## Records to process:
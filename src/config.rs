use bevy::prelude::*;
use serde::{Deserialize, Serialize};
use std::fs;
use std::path::{Path, PathBuf};

/// Game-wide tuning, read once at startup
#[derive(Resource, Clone, Debug, PartialEq, Serialize, Deserialize)]
#[serde(default)]
pub struct GameConfig {
    pub title: String,
    pub width: u32,
    pub height: u32,
    pub fps: u32,
    /// Horizontal speed in pixels per tick
    pub player_velocity: f32,
    pub gravity: f32,
    /// Ticks each animation frame stays on screen
    pub animation_delay: u32,
    pub max_jumps: u32,
    /// Jump velocity as a multiple of gravity
    pub jump_strength: f32,
    pub block_size: u32,
    pub scroll_area_width: f32,
    pub assets_dir: PathBuf,
    pub background: String,
    pub character: String,
    pub sprite_width: u32,
    pub sprite_height: u32,
    pub player_start: (f32, f32),
    pub player_size: (f32, f32),
    pub level: Option<PathBuf>,
}

impl Default for GameConfig {
    fn default() -> Self {
        Self {
            title: "Legend of Ninja Frog".to_string(),
            width: 800,
            height: 600,
            fps: 60,
            player_velocity: 5.0,
            gravity: 1.0,
            animation_delay: 3,
            max_jumps: 2,
            jump_strength: 8.0,
            block_size: 96,
            scroll_area_width: 200.0,
            assets_dir: PathBuf::from("assets"),
            background: "Blue.png".to_string(),
            character: "NinjaFrog".to_string(),
            sprite_width: 32,
            sprite_height: 32,
            player_start: (100.0, 100.0),
            player_size: (50.0, 50.0),
            level: None,
        }
    }
}

impl GameConfig {
    /// Load config from a JSON file; a missing file yields the defaults
    pub fn load(path: impl AsRef<Path>) -> Result<Self, ConfigError> {
        let path = path.as_ref();
        // No config file means defaults
        if !path.exists() {
            return Ok(Self::default());
        }

        // Read file contents
        let contents = fs::read_to_string(path)
            .map_err(|e| ConfigError::Io(path.display().to_string(), e.to_string()))?;

        // Parse JSON; missing fields fall back to defaults
        let config: GameConfig = serde_json::from_str(&contents)
            .map_err(|e| ConfigError::Parse(path.display().to_string(), e.to_string()))?;

        // Validate values
        config.validate()?;
        Ok(config)
    }

    pub fn validate(&self) -> Result<(), ConfigError> {
        if self.width == 0 || self.height == 0 {
            return Err(ConfigError::Validation(
                "Window dimensions must be positive".to_string(),
            ));
        }
        if self.fps == 0 {
            return Err(ConfigError::Validation("FPS must be positive".to_string()));
        }
        if self.block_size == 0 {
            return Err(ConfigError::Validation(
                "Block size must be positive".to_string(),
            ));
        }
        if self.sprite_width == 0 || self.sprite_height == 0 {
            return Err(ConfigError::Validation(
                "Sprite frame dimensions must be positive".to_string(),
            ));
        }
        if self.gravity <= 0.0 {
            return Err(ConfigError::Validation(
                "Gravity must be positive".to_string(),
            ));
        }
        if self.max_jumps == 0 {
            return Err(ConfigError::Validation(
                "At least one jump must be allowed".to_string(),
            ));
        }
        Ok(())
    }

    /// Length of one fixed tick in seconds
    pub fn timestep(&self) -> f64 {
        1.0 / self.fps as f64
    }
}

/// Config loading errors
#[derive(Debug, Clone, PartialEq)]
pub enum ConfigError {
    Io(String, String),
    Parse(String, String),
    Validation(String),
}

impl std::fmt::Display for ConfigError {
    fn fmt(&self, f: &mut std::fmt::Formatter<'_>) -> std::fmt::Result {
        match self {
            ConfigError::Io(path, err) => write!(f, "IO error reading config {}: {}", path, err),
            ConfigError::Parse(path, err) => write!(f, "Failed to parse config {}: {}", path, err),
            ConfigError::Validation(msg) => write!(f, "Config validation error: {}", msg),
        }
    }
}

impl std::error::Error for ConfigError {}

## Task objective:
Within the material above, the line with "once at startup" opens the range and the line with "pixels per tick" closes it; reproduce that range word for word.

## Response box:
/// Game-wide tuning, read once at startup
#[derive(Resource, Clone, Debug, PartialEq, Serialize, Deserialize)]
#[serde(default)]
pub struct GameConfig {
    pub title: String,
    pub width: u32,
    pub height: u32,
    pub fps: u32,
    /// Horizontal speed in pixels per tick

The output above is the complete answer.